ANZ Bank’s leading economists, Dr Krishti Sen and Tom Kenny, have lauded the 2022-2023 National Budget.

The two had co-authored the bank’s analysis of the Budget which was released yesterday. In their analysis, they had highlighted that through the Budget, the economy could absorb the shock of lost international tourism output, putting Fiji on a path to a historical economic revival.

They stated that looming elections usually saw incumbent governments loosen constraints in an attempt to accelerate spending on previous and new promises.


“However, Fiji’s 2022-23 National Budget shows restraint in public sector spending, even though an election is due to be called within the next six months,” the report stated.

“It is also less aggressive on new revenue initiatives with modest changes to government subsidies, tax concessions, tax rates and superannuation settings.”

“After maintaining government spending through the worst of the pandemic, even though revenue collapsed by nearly 50 per cent, the formation of next year’s budget appears to be driven largely by the principle of budget repair.”


Total Expenditure

The report stated that total expenditure would rise by only 7.4 per cent in 2022-23 (compared with 11.3 per cent in 2021-22) to FJD3, 812m.

This is before it would fall by 0.3 per cent in 2023-24 and flat lining for the next six years.

“Conversely, revenue is expected to rise as demand escalates,” the report said.


Conservative Budget With ‘Inflation Mitigation’ the Centerpiece

The report added that Fiji’s approach to fiscal policy over the past two years was to maintain expenditure despite a collapse in revenue and undertake new spending on unemployment and social security payments – a significant easing in fiscal policy.

The report further added that it was the right approach because a sharp cut to spending at the height of the pandemic would have added to the severity of the downturn.

“Going forward, the fiscal position will switch to consolidation, as an upswing in economic activity boosts taxation revenue and government spending shrinks as the economy requires less support.”

“The Budget highlights that some discretionary measures may add to that fiscal tightening as the government seeks to limit the public sector wage bill by containing wages and public sector employment.

“This will be countered somewhat by an ‘inflation mitigation’ household assistance package.”


$180 per child

The two leading economists stated that to soften the blow from higher consumer price inflation, the Budget provides a FJD$60m household compensation package.

“This includes a means-tested cash payment of FJD$180 per child over the next six months.”

“Pensioners and tertiary students also get a one-off FJD$180 payment.”

In addition, the tax cuts announced in the revised 2021-22 Budget and due to expire on 31 July 2022 will be kept through to the end of the calendar year 2022 at least.

“So consumers will be spared from the Value-Added Tax (VAT) on several everyday items and the 20c fuel tax for the rest of this year and possibly beyond.
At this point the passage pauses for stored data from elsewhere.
//! Read-only access to Google Drive folders and the spreadsheets in them.
//!
//! The `Drive` trait is implemented by `GoogleDrive`, which talks to the Drive v3 and Sheets v4
//! REST APIs, and by `TestDrive`, which keeps spreadsheets in memory so that the whole program can
//! run without Google.

mod auth;
mod drive;
mod drive_test_client;

use crate::model::DocumentSource;
use crate::{Config, Result};
use anyhow::Context;
use regex::Regex;
use serde::{Deserialize, Serialize};
use std::time::Duration;
use tracing::debug;

pub(crate) use auth::TokenProvider;
pub(crate) use drive::GoogleDrive;
pub(crate) use drive_test_client::TestDrive;
#[cfg(test)]
pub(crate) use drive_test_client::{sample_budget_grid, TestFolder, TestSpreadsheet};

/// The tab of a monthly budget spreadsheet that holds the expense and income rows.
pub(crate) const TRANSACTIONS: &str = "Transactions";

pub(crate) const SPREADSHEET_MIME_TYPE: &str = "application/vnd.google-apps.spreadsheet";

// Both scopes are read-only; nothing is ever written back to Drive.
const OAUTH_SCOPES: &[&str] = &[
    "https://www.googleapis.com/auth/drive.readonly",
    "https://www.googleapis.com/auth/spreadsheets.readonly",
];

/// Selects between the real Google APIs and the in-memory test implementation.
#[derive(Debug, Default, Clone, Copy, Eq, PartialEq)]
pub enum Mode {
    #[default]
    Google,
    Testing,
}

const TEST_MODE_VAR: &str = "LUMOS_IN_TEST_MODE";

impl Mode {
    /// `Mode::Testing` when `LUMOS_IN_TEST_MODE` is set to a non-empty value, otherwise
    /// `Mode::Google`.
    pub fn from_env() -> Self {
        match std::env::var(TEST_MODE_VAR) {
            Ok(value) if !value.is_empty() => Mode::Testing,
            _ => Mode::Google,
        }
    }
}

/// A spreadsheet file found in a Drive folder.
#[derive(Debug, Clone, Eq, PartialEq, Serialize, Deserialize)]
pub(crate) struct DriveFile {
    pub(crate) id: String,
    pub(crate) name: String,
}

impl DriveFile {
    pub(crate) fn new(id: impl Into<String>, name: impl Into<String>) -> Self {
        Self {
            id: id.into(),
            name: name.into(),
        }
    }
}

/// The kinds of failure the Drive and Sheets APIs can produce.
#[derive(Debug, thiserror::Error)]
pub(crate) enum DriveError {
    #[error("authentication failed: {0}")]
    Auth(String),

    #[error("not found: {0}")]
    NotFound(String),

    #[error("rate limited by Google (HTTP {status})")]
    RateLimited { status: u16 },

    #[error("Google server error (HTTP {status}): {body}")]
    Server { status: u16, body: String },

    #[error("request failed: {0}")]
    Transport(#[source] reqwest::Error),

    #[error("Google API error (HTTP {status}): {body}")]
    Api { status: u16, body: String },

    #[error("unable to decode the response: {0}")]
    Decode(String),
}

impl DriveError {
    /// Whether the call that produced this error is worth retrying.
    pub(crate) fn is_transient(&self) -> bool {
        matches!(
            self,
            DriveError::RateLimited { .. } | DriveError::Server { .. } | DriveError::Transport(_)
        )
    }
}

/// Read-only operations on a Drive folder of spreadsheets.
#[async_trait::async_trait]
pub(crate) trait Drive: Send {
    /// All non-trashed spreadsheets directly inside `folder_id`.
    async fn list_spreadsheets(&mut self, folder_id: &str) -> Result<Vec<DriveFile>, DriveError>;

    /// The titles of the tabs in a spreadsheet.
    async fn sheet_names(&mut self, spreadsheet_id: &str) -> Result<Vec<String>, DriveError>;

    /// The formatted cell values of one tab, row by row. Trailing empty cells and rows may be
    /// missing.
    async fn values(
        &mut self,
        spreadsheet_id: &str,
        tab: &str,
    ) -> Result<Vec<Vec<String>>, DriveError>;
}

/// The spreadsheets in `folder_id` whose names match `pattern`.
pub(crate) async fn list_monthly_budget_files(
    drive: &mut (dyn Drive + Send),
    folder_id: &str,
    pattern: &Regex,
) -> Result<Vec<DriveFile>, DriveError> {
    let files = drive.list_spreadsheets(folder_id).await?;
    let total = files.len();
    let matching: Vec<DriveFile> = files
        .into_iter()
        .filter(|f| pattern.is_match(&f.name))
        .collect();
    debug!(
        "{} of {total} spreadsheets in folder {folder_id} match '{pattern}'",
        matching.len()
    );
    Ok(matching)
}

/// HTTP behavior of the Google client.
#[derive(Debug, Clone, Copy, Eq, PartialEq)]
pub(crate) struct HttpPolicy {
    pub(crate) timeout: Duration,
    pub(crate) max_retries: u32,
}

/// Creates the `Drive` for `source` in the given `mode`.
pub(crate) async fn drive(
    config: &Config,
    source: &DocumentSource,
    mode: Mode,
) -> Result<Box<dyn Drive + Send>> {
    match mode {
        Mode::Testing => Ok(Box::new(TestDrive::new())),
        Mode::Google => {
            let key_path = config.resolve_credentials(source)?;
            let token_provider = TokenProvider::load(&key_path)
                .await
                .with_context(|| format!("Unable to authenticate source '{}'", source.name()))?;
            let drive = GoogleDrive::new(token_provider, config.http_policy())?;
            Ok(Box::new(drive))
        }
    }
}
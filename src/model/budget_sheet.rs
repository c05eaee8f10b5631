//! Parses the Transactions tab of a monthly budget spreadsheet.
//!
//! The tab is semi-structured. Somewhere in the grid there is an `Expenses` title with a
//! `Date | Amount | Description | Category` header row below it, and an `Income` title with the same
//! header row below that. The two sections usually sit side by side:
//!
//! ```text
//!     |  B        | C        | D           | E        | F |  G        | H         | I           | J
//!  2  |  Expenses |          |             |          |   |  Income   |           |             |
//!  4  |  Date     | Amount   | Description | Category |   |  Date     | Amount    | Description | Category
//!  5  |  1/8/2025 | Rp15.000 | Snacks      | Food     |   |  2/8/2025 | Rp500.000 | Paycheck    | Paycheck
//! ```
//!
//! but nothing here depends on that exact placement.

use crate::model::{CurrencyFormat, Entry, TransactionType};
use crate::Result;
use anyhow::{bail, Context};
use serde::{Deserialize, Serialize};
use tracing::{debug, trace};

const HEADERS: [&str; 4] = ["date", "amount", "description", "category"];

/// The expenses and income parsed from one Transactions tab.
#[derive(Default, Debug, Clone, Eq, PartialEq, Serialize, Deserialize)]
#[serde(rename_all = "snake_case")]
pub struct BudgetSheet {
    expenses: Vec<Entry>,
    income: Vec<Entry>,
}

/// A `Date | Amount | Description | Category` header found in the grid.
#[derive(Debug, Clone, Copy)]
struct Section {
    kind: TransactionType,
    header_row: usize,
    col: usize,
    /// The row index (exclusive) where the data of this section stops.
    end_row: usize,
}

impl BudgetSheet {
    pub fn new(expenses: Vec<Entry>, income: Vec<Entry>) -> Self {
        Self { expenses, income }
    }

    /// Parses the raw cell grid of a Transactions tab, reading amounts with `format`.
    ///
    /// # Errors
    /// - There is neither an Expenses nor an Income section.
    /// - An amount cannot be parsed.
    pub fn parse<S, R>(grid: impl IntoIterator<Item = R>, format: &CurrencyFormat) -> Result<Self>
    where
        S: Into<String>,
        R: IntoIterator<Item = S>,
    {
        let rows: Vec<Vec<String>> = grid
            .into_iter()
            .map(|row| row.into_iter().map(|s| s.into().trim().to_string()).collect())
            .collect();

        let sections = find_sections(&rows);
        if sections.is_empty() {
            bail!("No Expenses or Income section was found in the Transactions tab");
        }

        let mut sheet = BudgetSheet::default();
        for section in sections {
            debug!(
                "Reading {} section at {}{}",
                section.kind,
                column_name(section.col),
                section.header_row + 1
            );
            for row_ix in (section.header_row + 1)..section.end_row {
                let Some(entry) = read_entry(&rows[row_ix], row_ix, section.col, format)? else {
                    continue;
                };
                match section.kind {
                    TransactionType::Expense => sheet.expenses.push(entry),
                    TransactionType::Income => sheet.income.push(entry),
                }
            }
        }
        Ok(sheet)
    }

    pub fn expenses(&self) -> &[Entry] {
        &self.expenses
    }

    pub fn income(&self) -> &[Entry] {
        &self.income
    }

    /// All entries with their type, expenses first.
    pub fn entries(&self) -> impl Iterator<Item = (TransactionType, &Entry)> {
        self.expenses
            .iter()
            .map(|e| (TransactionType::Expense, e))
            .chain(self.income.iter().map(|e| (TransactionType::Income, e)))
    }
}

fn cell(row: &[String], col: usize) -> &str {
    row.get(col).map(String::as_str).unwrap_or("")
}

fn is_header_at(row: &[String], col: usize) -> bool {
    HEADERS
        .iter()
        .enumerate()
        .all(|(offset, h)| cell(row, col + offset).eq_ignore_ascii_case(h))
}

/// Looks upward from the header row for the nearest `Expenses` or `Income` title above it.
fn section_kind(rows: &[Vec<String>], header_row: usize, col: usize) -> Option<TransactionType> {
    for row in rows[..header_row].iter().rev() {
        for c in col..col + HEADERS.len() {
            match cell(row, c).to_lowercase().as_str() {
                "expenses" | "expense" => return Some(TransactionType::Expense),
                "income" => return Some(TransactionType::Income),
                _ => {}
            }
        }
    }
    None
}

fn find_sections(rows: &[Vec<String>]) -> Vec<Section> {
    let mut headers: Vec<(usize, usize)> = Vec::new();
    for (row_ix, row) in rows.iter().enumerate() {
        for col in 0..row.len() {
            if is_header_at(row, col) {
                headers.push((row_ix, col));
            }
        }
    }

    let mut sections = Vec::new();
    for &(header_row, col) in &headers {
        let Some(kind) = section_kind(rows, header_row, col) else {
            trace!(
                "Ignoring a header at {}{} without an Expenses or Income title",
                column_name(col),
                header_row + 1
            );
            continue;
        };
        // a later header in the same columns starts a new block
        let end_row = headers
            .iter()
            .filter(|(r, c)| *c == col && *r > header_row)
            .map(|(r, _)| *r)
            .min()
            .unwrap_or(rows.len());
        sections.push(Section {
            kind,
            header_row,
            col,
            end_row,
        });
    }
    sections
}

fn read_entry(
    row: &[String],
    row_ix: usize,
    col: usize,
    format: &CurrencyFormat,
) -> Result<Option<Entry>> {
    let date = cell(row, col);
    let amount = cell(row, col + 1);
    let description = cell(row, col + 2);
    let category = cell(row, col + 3);

    if amount.is_empty() && description.is_empty() {
        if !date.is_empty() || !category.is_empty() {
            debug!(
                "Skipping row {} at {}: it has neither amount nor description",
                row_ix + 1,
                column_name(col)
            );
        }
        return Ok(None);
    }
    if amount.is_empty() {
        bail!(
            "The amount of '{description}' in cell {}{} is missing",
            column_name(col + 1),
            row_ix + 1
        );
    }

    let amount = format.parse(amount).with_context(|| {
        format!(
            "Unable to parse the amount in cell {}{}",
            column_name(col + 1),
            row_ix + 1
        )
    })?;
    Ok(Some(Entry::new(date, amount, description, category)))
}

/// Converts a zero-based column index into its A1 name, e.g. `0` -> `A`, `27` -> `AB`.
pub(crate) fn column_name(col: usize) -> String {
    let mut n = col + 1;
    let mut name = Vec::new();
    while n > 0 {
        let rem = (n - 1) % 26;
        name.push(b'A' + rem as u8);
        n = (n - 1) / 26;
    }
    name.reverse();
    String::from_utf8_lossy(&name).into_owned()
}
These measures will help.”


However, given that changes in the cost of living for households are likely to accelerate, the Budget may have considered some expenditure savings to offset more of the future inflationary pressures, particularly for the most vulnerable households.

Low-income groups spend more of their income on essential items such as food and petrol, and the prices for these goods have increased at a much faster rate than the weighted average CPI.

A larger assistance package would support consumer demand and reduce the need for job cuts in industries that could be facing less demand.


Smaller Deficits and Switch in Growth Drivers, But Economy Improving

The report further stated that after implementing back-back stimulus packages, two government spending had probably peaked and would start an orderly decline over the medium-term as the government pauses or cuts back recurrent expenditure.

“One-off cash handouts such as those under the ‘inflation mitigation package’ are not the problem. It is the ‘locked-in’ expenditure plans that will be harder to reverse.”

“Hence finding the right capital and recurrent expenditure mix as well as appropriate savings measures to return the Budget to a stronger position (i.e. smaller deficits or even a surplus by the end of this decade) will be an important future fiscal policy challenge.”

“Nonetheless, declining expenditure in real terms over the next fiscal year will reverse all of the positive contribution to GDP growth at the height of the pandemic. However, the withdrawal in stimulus demand will be swamped by the positive contribution to GDP from net tourism exports.”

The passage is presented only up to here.